WORK INSTRUCTION = Each record below is to be restated word for word.

[DATASET RECORDS Boundary: Start]

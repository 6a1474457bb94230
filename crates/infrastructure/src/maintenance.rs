//! Factory functions for scheduled cache maintenance
//!
//! Provides pre-built task closures for whatever scheduler the deployment
//! runs (cron-style, tokio interval, serverless timer). The eviction task
//! is designed to run hourly by default.

use std::{sync::Arc, time::Duration};

use application::services::ResponseCacheService;
use futures::future::BoxFuture;
use tracing::{debug, info};

/// Task name for the cache eviction job
pub const CACHE_EVICTION_TASK: &str = "cache_eviction";

/// Create a cache eviction task closure
///
/// Each run bulk-deletes entries older than `max_age`, optionally limited
/// to entries that were never read. Eviction failures are already absorbed
/// by the service, so the task itself never fails.
pub fn create_cache_eviction_task(
    cache: Arc<ResponseCacheService>,
    max_age: Duration,
    only_unused: bool,
) -> impl Fn() -> BoxFuture<'static, Result<(), String>> + Send + Sync + 'static {
    move || {
        let cache = Arc::clone(&cache);
        Box::pin(async move {
            debug!("Running cache eviction");
            let deleted = cache.evict_expired(max_age, only_unused).await;
            if deleted > 0 {
                info!(deleted, "Cache eviction pass complete");
            } else {
                debug!("No expired cache entries");
            }
            Ok(())
        })
    }
}
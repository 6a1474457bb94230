//! Cache store decorators

mod layered_store;

pub use layered_store::{LayeredCacheStore, LayeredCacheStoreConfig};
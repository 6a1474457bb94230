//! Cache service configuration
//!
//! Split into focused sub-modules:
//! - `cache`: strategy, age limit, L1 and warming settings
//! - `database`: SQLite pool settings
//!
//! Settings load from an optional TOML file with `CLOSETIQ_`-prefixed
//! environment variables layered on top.

mod cache;
mod database;

pub use cache::CacheSettings;
pub use database::DatabaseConfig;
use serde::{Deserialize, Serialize};

/// Shared default for boolean `true` fields across config structs
pub(crate) const fn default_true() -> bool {
    true
}

/// Top-level settings
#[derive(Debug, Clone, Default, Serialize, Deserialize)]
pub struct Settings {
    /// Database settings
    #[serde(default)]
    pub database: DatabaseConfig,
    /// Cache settings
    #[serde(default)]
    pub cache: CacheSettings,
}

impl Settings {
    /// Load settings from an optional file plus environment overrides
    ///
    /// Environment variables use the `CLOSETIQ_` prefix with `__` as the
    /// section separator, e.g. `CLOSETIQ_CACHE__MAX_AGE_SECS=3600`.
    pub fn load(path: Option<&str>) -> Result<Self, config::ConfigError> {
        let mut builder = config::Config::builder();
        if let Some(path) = path {
            builder = builder.add_source(config::File::with_name(path).required(false));
        }
        builder
            .add_source(config::Environment::with_prefix("CLOSETIQ").separator("__"))
            .build()?
            .try_deserialize()
    }
}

[DATASET RECORDS Boundary: End]

ANSWER SPACE =
repository 6a1474457bb94230
filename crates/infrastructure/src/maintenance.rs
//! Factory functions for scheduled cache maintenance
//!
//! Provides pre-built task closures for whatever scheduler the deployment
//! runs (cron-style, tokio interval, serverless timer). The eviction task
//! is designed to run hourly by default.

use std::{sync::Arc, time::Duration};

use application::services::ResponseCacheService;
use futures::future::BoxFuture;
use tracing::{debug, info};

/// Task name for the cache eviction job
pub const CACHE_EVICTION_TASK: &str = "cache_eviction";

/// Create a cache eviction task closure
///
/// Each run bulk-deletes entries older than `max_age`, optionally limited
/// to entries that were never read. Eviction failures are already absorbed
/// by the service, so the task itself never fails.
pub fn create_cache_eviction_task(
    cache: Arc<ResponseCacheService>,
    max_age: Duration,
    only_unused: bool,
) -> impl Fn() -> BoxFuture<'static, Result<(), String>> + Send + Sync + 'static {
    move || {
        let cache = Arc::clone(&cache);
        Box::pin(async move {
            debug!("Running cache eviction");
            let deleted = cache.evict_expired(max_age, only_unused).await;
            if deleted > 0 {
                info!(deleted, "Cache eviction pass complete");
            } else {
                debug!("No expired cache entries");
            }
            Ok(())
        })
    }
}
repository 6a1474457bb94230
//! Cache store decorators

mod layered_store;

pub use layered_store::{LayeredCacheStore, LayeredCacheStoreConfig};
repository 6a1474457bb94230
//! Cache service configuration
//!
//! Split into focused sub-modules:
//! - `cache`: strategy, age limit, L1 and warming settings
//! - `database`: SQLite pool settings
//!
//! Settings load from an optional TOML file with `CLOSETIQ_`-prefixed
//! environment variables layered on top.

mod cache;
mod database;

pub use cache::CacheSettings;
pub use database::DatabaseConfig;
use serde::{Deserialize, Serialize};

/// Shared default for boolean `true` fields across config structs
pub(crate) const fn default_true() -> bool {
    true
}

/// Top-level settings
#[derive(Debug, Clone, Default, Serialize, Deserialize)]
pub struct Settings {
    /// Database settings
    #[serde(default)]
    pub database: DatabaseConfig,
    /// Cache settings
    #[serde(default)]
    pub cache: CacheSettings,
}

impl Settings {
    /// Load settings from an optional file plus environment overrides
    ///
    /// Environment variables use the `CLOSETIQ_` prefix with `__` as the
    /// section separator, e.g. `CLOSETIQ_CACHE__MAX_AGE_SECS=3600`.
    pub fn load(path: Option<&str>) -> Result<Self, config::ConfigError> {
        let mut builder = config::Config::builder();
        if let Some(path) = path {
            builder = builder.add_source(config::File::with_name(path).required(false));
        }
        builder
            .add_source(config::Environment::with_prefix("CLOSETIQ").separator("__"))
            .build()?
            .try_deserialize()
    }
}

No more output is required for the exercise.